- TASK INPUTS -
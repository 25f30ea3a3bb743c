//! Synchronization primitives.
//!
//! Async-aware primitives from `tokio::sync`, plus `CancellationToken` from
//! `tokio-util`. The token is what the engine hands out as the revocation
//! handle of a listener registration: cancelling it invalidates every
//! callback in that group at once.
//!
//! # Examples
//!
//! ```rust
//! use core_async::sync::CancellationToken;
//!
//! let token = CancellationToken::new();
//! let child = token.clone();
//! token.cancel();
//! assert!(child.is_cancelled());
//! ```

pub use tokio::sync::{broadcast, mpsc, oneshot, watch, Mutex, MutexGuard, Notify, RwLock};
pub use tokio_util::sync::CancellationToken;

...

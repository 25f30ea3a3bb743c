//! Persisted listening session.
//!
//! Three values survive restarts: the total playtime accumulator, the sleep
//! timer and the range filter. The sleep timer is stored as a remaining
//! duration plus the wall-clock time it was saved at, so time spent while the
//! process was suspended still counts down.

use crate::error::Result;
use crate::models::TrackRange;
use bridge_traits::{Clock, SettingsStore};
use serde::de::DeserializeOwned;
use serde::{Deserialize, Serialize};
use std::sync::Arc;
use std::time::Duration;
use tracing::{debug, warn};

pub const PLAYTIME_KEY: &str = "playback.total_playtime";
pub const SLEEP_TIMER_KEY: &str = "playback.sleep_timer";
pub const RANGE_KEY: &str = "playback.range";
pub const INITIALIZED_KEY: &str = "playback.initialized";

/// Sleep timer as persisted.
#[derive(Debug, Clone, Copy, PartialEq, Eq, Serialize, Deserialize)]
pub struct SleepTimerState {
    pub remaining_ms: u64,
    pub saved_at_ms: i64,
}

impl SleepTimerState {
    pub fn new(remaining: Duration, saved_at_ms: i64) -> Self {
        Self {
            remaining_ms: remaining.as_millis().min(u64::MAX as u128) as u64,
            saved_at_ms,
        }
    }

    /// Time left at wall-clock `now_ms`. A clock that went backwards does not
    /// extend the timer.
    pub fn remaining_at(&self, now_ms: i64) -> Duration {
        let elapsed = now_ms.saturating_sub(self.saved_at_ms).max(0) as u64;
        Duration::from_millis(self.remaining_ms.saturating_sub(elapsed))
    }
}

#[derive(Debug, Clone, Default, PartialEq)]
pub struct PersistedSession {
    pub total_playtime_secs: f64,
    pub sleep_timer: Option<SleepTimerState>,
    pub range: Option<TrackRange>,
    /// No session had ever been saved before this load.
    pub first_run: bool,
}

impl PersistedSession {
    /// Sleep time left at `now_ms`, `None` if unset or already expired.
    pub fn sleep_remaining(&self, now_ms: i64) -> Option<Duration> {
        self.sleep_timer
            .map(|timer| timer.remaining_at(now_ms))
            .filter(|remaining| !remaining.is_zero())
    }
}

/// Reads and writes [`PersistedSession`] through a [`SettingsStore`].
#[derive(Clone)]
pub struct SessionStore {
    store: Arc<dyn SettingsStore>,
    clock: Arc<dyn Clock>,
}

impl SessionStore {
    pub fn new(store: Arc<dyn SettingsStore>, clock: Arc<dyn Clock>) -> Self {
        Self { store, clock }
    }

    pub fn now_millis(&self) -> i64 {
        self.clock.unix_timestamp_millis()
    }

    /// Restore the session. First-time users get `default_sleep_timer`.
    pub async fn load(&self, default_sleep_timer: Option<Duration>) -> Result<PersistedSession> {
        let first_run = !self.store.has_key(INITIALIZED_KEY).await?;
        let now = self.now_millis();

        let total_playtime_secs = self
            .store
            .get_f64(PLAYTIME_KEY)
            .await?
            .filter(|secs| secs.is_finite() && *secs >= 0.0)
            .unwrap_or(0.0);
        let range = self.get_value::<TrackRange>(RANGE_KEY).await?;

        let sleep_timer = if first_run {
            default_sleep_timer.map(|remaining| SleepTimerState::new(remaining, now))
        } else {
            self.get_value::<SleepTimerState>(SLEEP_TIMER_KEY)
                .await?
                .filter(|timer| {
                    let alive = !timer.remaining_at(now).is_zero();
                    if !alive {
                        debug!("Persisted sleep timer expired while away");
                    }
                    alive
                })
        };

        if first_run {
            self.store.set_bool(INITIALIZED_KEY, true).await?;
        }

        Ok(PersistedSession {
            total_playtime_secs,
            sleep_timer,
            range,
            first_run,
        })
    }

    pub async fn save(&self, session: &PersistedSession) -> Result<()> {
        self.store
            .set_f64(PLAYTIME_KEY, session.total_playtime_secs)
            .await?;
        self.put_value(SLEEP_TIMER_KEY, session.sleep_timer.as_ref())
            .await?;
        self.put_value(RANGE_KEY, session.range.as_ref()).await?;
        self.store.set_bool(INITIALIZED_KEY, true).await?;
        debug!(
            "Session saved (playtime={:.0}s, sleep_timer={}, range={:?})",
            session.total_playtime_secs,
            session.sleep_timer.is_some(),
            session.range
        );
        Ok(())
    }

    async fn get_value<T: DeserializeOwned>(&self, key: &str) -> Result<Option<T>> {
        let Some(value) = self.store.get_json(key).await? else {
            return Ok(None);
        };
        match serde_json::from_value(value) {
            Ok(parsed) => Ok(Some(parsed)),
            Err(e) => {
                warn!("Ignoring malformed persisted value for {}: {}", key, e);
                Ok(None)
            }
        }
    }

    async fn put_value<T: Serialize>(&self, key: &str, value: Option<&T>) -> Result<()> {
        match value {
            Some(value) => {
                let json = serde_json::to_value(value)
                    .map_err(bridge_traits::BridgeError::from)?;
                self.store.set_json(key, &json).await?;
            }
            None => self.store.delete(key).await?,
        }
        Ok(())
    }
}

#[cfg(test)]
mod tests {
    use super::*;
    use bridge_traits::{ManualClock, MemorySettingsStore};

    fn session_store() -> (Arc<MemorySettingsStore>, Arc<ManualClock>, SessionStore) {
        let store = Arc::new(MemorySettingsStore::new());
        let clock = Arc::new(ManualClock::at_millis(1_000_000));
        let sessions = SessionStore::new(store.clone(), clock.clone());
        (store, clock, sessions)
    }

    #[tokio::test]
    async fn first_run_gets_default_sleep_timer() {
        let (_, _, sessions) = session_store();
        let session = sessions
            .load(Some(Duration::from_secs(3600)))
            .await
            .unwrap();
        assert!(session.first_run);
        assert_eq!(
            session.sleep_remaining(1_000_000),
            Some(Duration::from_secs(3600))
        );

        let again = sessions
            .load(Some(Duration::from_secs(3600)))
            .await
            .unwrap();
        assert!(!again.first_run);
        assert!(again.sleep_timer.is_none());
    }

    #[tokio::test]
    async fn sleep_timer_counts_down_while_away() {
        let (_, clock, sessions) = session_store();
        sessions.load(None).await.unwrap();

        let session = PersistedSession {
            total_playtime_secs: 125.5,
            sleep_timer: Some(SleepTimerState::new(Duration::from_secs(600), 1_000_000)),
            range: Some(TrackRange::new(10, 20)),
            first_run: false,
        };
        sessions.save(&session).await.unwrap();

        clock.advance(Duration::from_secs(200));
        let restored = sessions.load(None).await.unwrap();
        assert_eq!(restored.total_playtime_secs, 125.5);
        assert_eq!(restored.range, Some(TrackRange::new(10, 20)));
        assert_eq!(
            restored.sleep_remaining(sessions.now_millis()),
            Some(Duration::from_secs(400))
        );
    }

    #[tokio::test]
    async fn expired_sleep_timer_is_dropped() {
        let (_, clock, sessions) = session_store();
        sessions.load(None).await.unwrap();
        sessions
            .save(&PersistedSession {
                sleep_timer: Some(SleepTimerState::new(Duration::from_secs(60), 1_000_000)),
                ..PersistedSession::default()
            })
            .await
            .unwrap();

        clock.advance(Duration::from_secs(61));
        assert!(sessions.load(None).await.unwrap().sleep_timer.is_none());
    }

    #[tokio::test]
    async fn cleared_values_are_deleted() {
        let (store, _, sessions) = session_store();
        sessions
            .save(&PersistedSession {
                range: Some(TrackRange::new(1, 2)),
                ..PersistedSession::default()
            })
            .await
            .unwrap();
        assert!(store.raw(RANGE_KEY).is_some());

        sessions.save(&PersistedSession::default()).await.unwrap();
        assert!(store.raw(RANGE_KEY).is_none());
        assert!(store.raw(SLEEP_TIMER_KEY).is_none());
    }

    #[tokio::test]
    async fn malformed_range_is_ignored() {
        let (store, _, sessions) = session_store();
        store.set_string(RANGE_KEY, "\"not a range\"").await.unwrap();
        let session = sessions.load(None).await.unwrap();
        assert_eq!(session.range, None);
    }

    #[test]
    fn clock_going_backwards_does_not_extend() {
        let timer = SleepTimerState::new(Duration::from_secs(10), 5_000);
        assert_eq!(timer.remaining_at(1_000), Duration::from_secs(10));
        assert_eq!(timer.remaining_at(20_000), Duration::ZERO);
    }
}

- EXERCISE -
Retype, exactly and in full, the lines above from the one containing "async fn expired_sleep_timer_is_dropped()" through the one containing "async fn cleared_values_are_deleted()".

- RESULT FOR THIS TASK -
    async fn expired_sleep_timer_is_dropped() {
        let (_, clock, sessions) = session_store();
        sessions.load(None).await.unwrap();
        sessions
            .save(&PersistedSession {
                sleep_timer: Some(SleepTimerState::new(Duration::from_secs(60), 1_000_000)),
                ..PersistedSession::default()
            })
            .await
            .unwrap();

        clock.advance(Duration::from_secs(61));
        assert!(sessions.load(None).await.unwrap().sleep_timer.is_none());
    }

    #[tokio::test]
    async fn cleared_values_are_deleted() {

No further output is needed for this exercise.